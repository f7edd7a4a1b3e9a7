//! Pre-flight checks for exam-scheduling problems.
//!
//! Runs before the search. Conditions that make a run pointless are
//! returned as [`EngineError`]s:
//! - Invalid exam configuration
//! - No usable dates
//! - Duplicate section ids
//! - No proctors left after pool filtering
//!
//! Everything else is a [`PreflightIssue`]: the run proceeds and the
//! affected sections usually end up unscheduled.

use std::collections::HashSet;

use tracing::warn;

use crate::error::{EngineError, Result};
use crate::ga::ExamProblem;

/// A non-fatal problem found before the search.
#[derive(Debug, Clone, PartialEq)]
pub struct PreflightIssue {
    /// Issue category.
    pub kind: PreflightKind,
    /// Human-readable description.
    pub message: String,
}

/// Categories of pre-flight issues.
#[derive(Debug, Clone, Copy, PartialEq, Eq, Hash)]
pub enum PreflightKind {
    /// A section lists no admissible room.
    NoAdmissibleRoom,
    /// A section lists a room missing from the room catalog.
    UnknownRoom,
    /// No admissible room seats the section's headcount.
    CapacityShortfall,
    /// A night class has no evening start that fits the duration.
    NoEveningSlot,
    /// A day class has no day start that ends by the cutoff.
    NoDaySlot,
    /// Nobody is available on a usable date.
    DateWithoutProctors,
}

impl PreflightIssue {
    fn new(kind: PreflightKind, message: impl Into<String>) -> Self {
        Self {
            kind,
            message: message.into(),
        }
    }
}

/// Checks a problem before the search.
///
/// # Returns
/// The non-fatal issues found, or the first fatal error.
pub fn preflight(problem: &ExamProblem) -> Result<Vec<PreflightIssue>> {
    problem.config().validate(problem.slots().cutoff_minute)?;

    if problem.dates().is_empty() {
        return Err(EngineError::NoUsableDates);
    }

    let mut ids = HashSet::new();
    for section in problem.sections() {
        if !ids.insert(section.id) {
            return Err(EngineError::DuplicateSection(section.id));
        }
    }

    if problem.availability().proctor_count() == 0 {
        return Err(EngineError::NoProctors);
    }

    let mut issues = Vec::new();

    for section in problem.sections() {
        if !section.has_rooms() {
            issues.push(PreflightIssue::new(
                PreflightKind::NoAdmissibleRoom,
                format!("Section {} ({}) has no admissible room", section.id, section.course_id),
            ));
        }

        for room in &section.possible_rooms {
            if problem.room(room).is_none() {
                issues.push(PreflightIssue::new(
                    PreflightKind::UnknownRoom,
                    format!("Section {} references unknown room '{}'", section.id, room),
                ));
            }
        }

        if section.has_rooms()
            && !section
                .possible_rooms
                .iter()
                .any(|r| problem.room_seats(r, section.total_students))
        {
            issues.push(PreflightIssue::new(
                PreflightKind::CapacityShortfall,
                format!(
                    "No admissible room seats the {} students of section {}",
                    section.total_students, section.id
                ),
            ));
        }

        if problem.candidate_times(section.is_night_class).is_empty() {
            let (kind, part) = if section.is_night_class {
                (PreflightKind::NoEveningSlot, "evening")
            } else {
                (PreflightKind::NoDaySlot, "day")
            };
            issues.push(PreflightIssue::new(
                kind,
                format!(
                    "No {} start fits a {}-minute exam for section {}",
                    part,
                    problem.config().duration_minutes,
                    section.id
                ),
            ));
        }
    }

    for &date in problem.dates() {
        if !problem.availability().has_any_on(date) {
            issues.push(PreflightIssue::new(
                PreflightKind::DateWithoutProctors,
                format!("No proctor is available on {}", date),
            ));
        }
    }

    for issue in &issues {
        warn!(kind = ?issue.kind, "{}", issue.message);
    }

    Ok(issues)
}
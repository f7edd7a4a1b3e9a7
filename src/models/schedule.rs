//! Schedule output records.
//!
//! A run produces two disjoint sets: [`ScheduledExam`]s ready for the
//! persistence layer and [`UnscheduledSection`]s handed to the manual editor.
//! Every conflict the decoder finds is a [`Conflict`], which is either
//! critical (the section is not committed) or a warning (it is).

use std::fmt;

use chrono::{NaiveDate, NaiveDateTime, NaiveTime};
use serde::{Deserialize, Serialize};

use super::{ProctorId, RoomId, Section, SectionId};

/// A committed exam.
#[derive(Debug, Clone, PartialEq, Serialize, Deserialize)]
pub struct ScheduledExam {
    /// Program offering the course.
    pub program_id: String,
    /// Course of the exam.
    pub course_id: String,
    /// Section (modality) id.
    pub section_id: SectionId,
    /// Assigned room.
    pub room_id: RoomId,
    /// Class sections sitting the exam.
    pub sections: Vec<String>,
    /// Instructors of the class sections.
    pub instructors: Vec<ProctorId>,
    /// One proctor slot per class section; `None` means unassigned.
    pub proctors: Vec<Option<ProctorId>>,
    /// Display name (first class section).
    pub section_name: Option<String>,
    /// Primary instructor.
    pub instructor_id: Option<ProctorId>,
    /// Canonical proctor (first entry of `proctors`).
    pub proctor_id: Option<ProctorId>,
    /// Exam date.
    pub exam_date: NaiveDate,
    /// Start timestamp.
    pub exam_start_time: NaiveDateTime,
    /// End timestamp.
    pub exam_end_time: NaiveDateTime,
    /// Duration as `HH:MM:SS`.
    pub exam_duration: String,
    /// Academic year label.
    pub academic_year: String,
    /// Semester label.
    pub semester: String,
    /// Exam category label (e.g. "Midterm").
    pub exam_category: Option<String>,
    /// Exam period label.
    pub exam_period: String,
    /// College name.
    pub college_name: String,
    /// Building name with id, e.g. `"Main Hall (B1)"`.
    pub building_name: String,
    /// Non-blocking issues found while committing.
    #[serde(default)]
    pub warnings: Vec<String>,
}

impl ScheduledExam {
    /// Start time of day.
    pub fn start_time(&self) -> NaiveTime {
        self.exam_start_time.time()
    }

    /// End time of day.
    pub fn end_time(&self) -> NaiveTime {
        self.exam_end_time.time()
    }

    /// Whether every class section has a proctor.
    pub fn fully_proctored(&self) -> bool {
        !self.proctors.is_empty() && self.proctors.iter().all(Option::is_some)
    }
}

/// The assignment last attempted for a section that was not committed.
#[derive(Debug, Clone, PartialEq, Serialize, Deserialize)]
pub struct AttemptedAssignment {
    /// Attempted date.
    pub date: NaiveDate,
    /// Attempted start time.
    pub time: NaiveTime,
    /// Attempted room, if any.
    pub room: Option<RoomId>,
    /// Attempted proctor, if any.
    pub proctor: Option<ProctorId>,
}

/// A section left for manual scheduling.
#[derive(Debug, Clone, PartialEq, Serialize, Deserialize)]
pub struct UnscheduledSection {
    /// Section (modality) id.
    pub modality_id: SectionId,
    /// Course id.
    pub course_id: String,
    /// Class sections.
    pub sections: Vec<String>,
    /// Program id.
    pub program_id: String,
    /// Instructors.
    pub instructors: Vec<ProctorId>,
    /// Headcount.
    pub total_students: u32,
    /// Admissible rooms.
    pub possible_rooms: Vec<RoomId>,
    /// Night-class flag.
    pub is_night_class: bool,
    /// Why the section was not committed.
    pub conflicts: Vec<String>,
    /// What the engine last tried, if it tried anything.
    pub attempted_assignment: Option<AttemptedAssignment>,
}

impl UnscheduledSection {
    /// Builds the record from a section and its conflicts.
    pub fn from_section(
        section: &Section,
        conflicts: &[Conflict],
        attempted: Option<AttemptedAssignment>,
    ) -> Self {
        Self {
            modality_id: section.id,
            course_id: section.course_id.clone(),
            sections: section.sections.clone(),
            program_id: section.program_id.clone(),
            instructors: section.instructors.clone(),
            total_students: section.total_students,
            possible_rooms: section.possible_rooms.clone(),
            is_night_class: section.is_night_class,
            conflicts: conflicts.iter().map(ToString::to_string).collect(),
            attempted_assignment: attempted,
        }
    }
}

/// How much a conflict matters to the decoder.
#[derive(Debug, Clone, Copy, PartialEq, Eq, Serialize, Deserialize)]
pub enum Severity {
    /// The section is withheld from the committed schedule.
    Critical,
    /// The section is committed; the issue is reported alongside it.
    Warning,
}

/// A conflict found while decoding a candidate schedule.
#[derive(Debug, Clone, PartialEq, Eq, Serialize, Deserialize)]
pub enum Conflict {
    /// No room is assigned (or none was ever admissible).
    NoRoom,
    /// The room is already taken by an accepted exam.
    RoomConflict,
    /// The start time is not in the valid catalog for this section.
    InvalidTimeSlot,
    /// The exam would end after the day cutoff.
    PastCutoff,
    /// A night class has no evening start that fits the duration.
    NoEveningSlot,
    /// The gene disagrees with its course-group's shared date and time.
    CourseGroupSplit,
    /// The section was never placed by the search.
    NotPlaced,
    /// No free proctor could be found.
    NoProctor,
    /// Sections of the course landed on more than one date.
    MultipleDates,
    /// The room seats fewer students than the section's headcount.
    CapacityShortfall,
}

impl Conflict {
    /// Severity of this conflict.
    pub fn severity(&self) -> Severity {
        match self {
            Self::NoRoom
            | Self::RoomConflict
            | Self::InvalidTimeSlot
            | Self::PastCutoff
            | Self::NoEveningSlot
            | Self::CourseGroupSplit
            | Self::NotPlaced => Severity::Critical,
            Self::NoProctor | Self::MultipleDates | Self::CapacityShortfall => Severity::Warning,
        }
    }

    /// Whether this conflict blocks commitment.
    #[inline]
    pub fn is_critical(&self) -> bool {
        self.severity() == Severity::Critical
    }
}

impl fmt::Display for Conflict {
    fn fmt(&self, f: &mut fmt::Formatter<'_>) -> fmt::Result {
        let text = match self {
            Self::NoRoom => "No suitable room available",
            Self::RoomConflict => "Room conflict at this time",
            Self::InvalidTimeSlot => "Invalid time slot",
            Self::PastCutoff => "Would end after the day cutoff",
            Self::NoEveningSlot => "No evening time slot fits the exam duration",
            Self::CourseGroupSplit => "Course sections split across start times",
            Self::NotPlaced => "Section was not placed",
            Self::NoProctor => "No available proctor - manual assignment needed",
            Self::MultipleDates => "Course has sections on multiple dates",
            Self::CapacityShortfall => "Room capacity below headcount",
        };
        f.write_str(text)
    }
}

● ● ● ●

**WHAT TO WORK ON**
Check the data for the word "catalog" and pull out the lines that have it.

**ANSWER BELOW**
    /// A section lists a room missing from the room catalog.
    /// The start time is not in the valid catalog for this section.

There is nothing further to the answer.